PROBLEM: Copy each line from the records below in which the word "location" is found.

Dataset records:
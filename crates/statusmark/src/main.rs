// ABOUTME: Entry point of the statusmark binary
// ABOUTME: Sets up logging, activates StatusMark against the workspace and runs one subcommand

use std::panic;

use anyhow::{Context, Result};
use clap::Parser;
use statusmark::config::{AppConfig, config_dir};
use statusmark::file_watch::SettingsFileWatcher;
use statusmark::{Cli, Command, TerminalHost};
use statusmark_core::StatusMark;
use statusmark_logging::{LoggingConfig, LoggingGuard, error, info, init_logging, instrument, warn};

fn setup_logging(cli: &Cli, config: &AppConfig) -> Result<LoggingGuard> {
    let mut logging = LoggingConfig::default();
    config.apply_logging(&mut logging);
    logging
        .apply_env_overrides()
        .context("Failed to apply logging environment overrides")?;

    if let Some(level) = cli.log_level.as_deref() {
        logging
            .apply_directives(level)
            .context("Invalid --log-level")?;
    }

    let guard = init_logging(&logging).context("Failed to initialize logging")?;
    info!(version = env!("CARGO_PKG_VERSION"), "StatusMark logging initialized");
    Ok(guard)
}

#[instrument]
fn install_panic_handler() {
    let default_hook = panic::take_hook();
    panic::set_hook(Box::new(move |info| {
        // Leave raw mode so the message is readable
        let _ = crossterm::terminal::disable_raw_mode();

        let location = info
            .location()
            .map(|loc| format!("{}:{}:{}", loc.file(), loc.line(), loc.column()));
        let payload = info.payload();
        let panic_message = if let Some(s) = payload.downcast_ref::<&str>() {
            s.to_string()
        } else if let Some(s) = payload.downcast_ref::<String>() {
            s.clone()
        } else {
            "Box<dyn Any>".to_string()
        };

        error!(
            panic_message = %panic_message,
            location = ?location,
            thread = ?std::thread::current().name(),
            "Application panic occurred"
        );
        default_hook(info);
    }));
}

fn main() -> Result<()> {
    let cli = Cli::parse();

    // Sanitizing logs warnings, so it waits for the subscriber
    let (config, config_error) = match AppConfig::load() {
        Ok(config) => (config, None),
        Err(e) => (AppConfig::default(), Some(e)),
    };
    let _guard = setup_logging(&cli, &config)?;
    if let Some(e) = config_error {
        warn!(
            config_dir = %config_dir().display(),
            error = %e,
            "Failed to load configuration, using defaults"
        );
    }
    let config = config.sanitized();

    install_panic_handler();

    let runtime = tokio::runtime::Builder::new_current_thread()
        .enable_all()
        .build()
        .context("Failed to start the async runtime")?;
    runtime.block_on(run(cli, config))
}

async fn run(cli: Cli, config: AppConfig) -> Result<()> {
    let workspace = cli.workspace_dir();
    let settings_path = cli.settings_path(&workspace, &config.settings_file);
    info!(
        workspace = %workspace.display(),
        settings = %settings_path.display(),
        command = ?cli.command,
        "Starting"
    );

    let host = TerminalHost::new(
        workspace,
        settings_path,
        config.indicator.default_color.clone(),
    );
    host.refresh_status_bar()
        .await
        .context("Failed to read status bar colors")?;
    let app = StatusMark::activate(host.services())
        .await
        .context("Failed to activate StatusMark")?;

    match cli.command {
        Command::Show => print_badge(&host),
        Command::Watch => watch(&host).await?,
        command => {
            if let Some(id) = command.command_id() {
                app.execute(id)
                    .await
                    .with_context(|| format!("{} failed", id.title()))?;
                print_badge(&host);
            }
        }
    }
    Ok(())
}

/// Print the badge line to stdout; nothing when the badge is hidden
fn print_badge(host: &TerminalHost) {
    let line = host.indicator.render_line();
    if !line.is_empty() {
        println!("{line}");
    }
}

/// Redraw the badge line whenever the settings file changes, until Ctrl-C
async fn watch(host: &TerminalHost) -> Result<()> {
    let mut watcher = SettingsFileWatcher::new(host.store.path().to_path_buf())?;
    host.indicator.set_live(true);
    host.indicator.redraw();

    loop {
        tokio::select! {
            change = watcher.next_change() => {
                if change.is_none() {
                    warn!("Settings file watcher stopped");
                    break;
                }
                if let Err(e) = host.refresh_status_bar().await {
                    warn!(error = %e, "Failed to read status bar colors");
                }
                // The indicator watcher re-renders, and redraws, on the reload event
                host.store.reload();
            }
            _ = tokio::signal::ctrl_c() => break,
        }
    }

    host.indicator.set_live(false);
    eprintln!();
    Ok(())
}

WORKED SOLUTION:
        let location = info
            .location()
            location = ?location,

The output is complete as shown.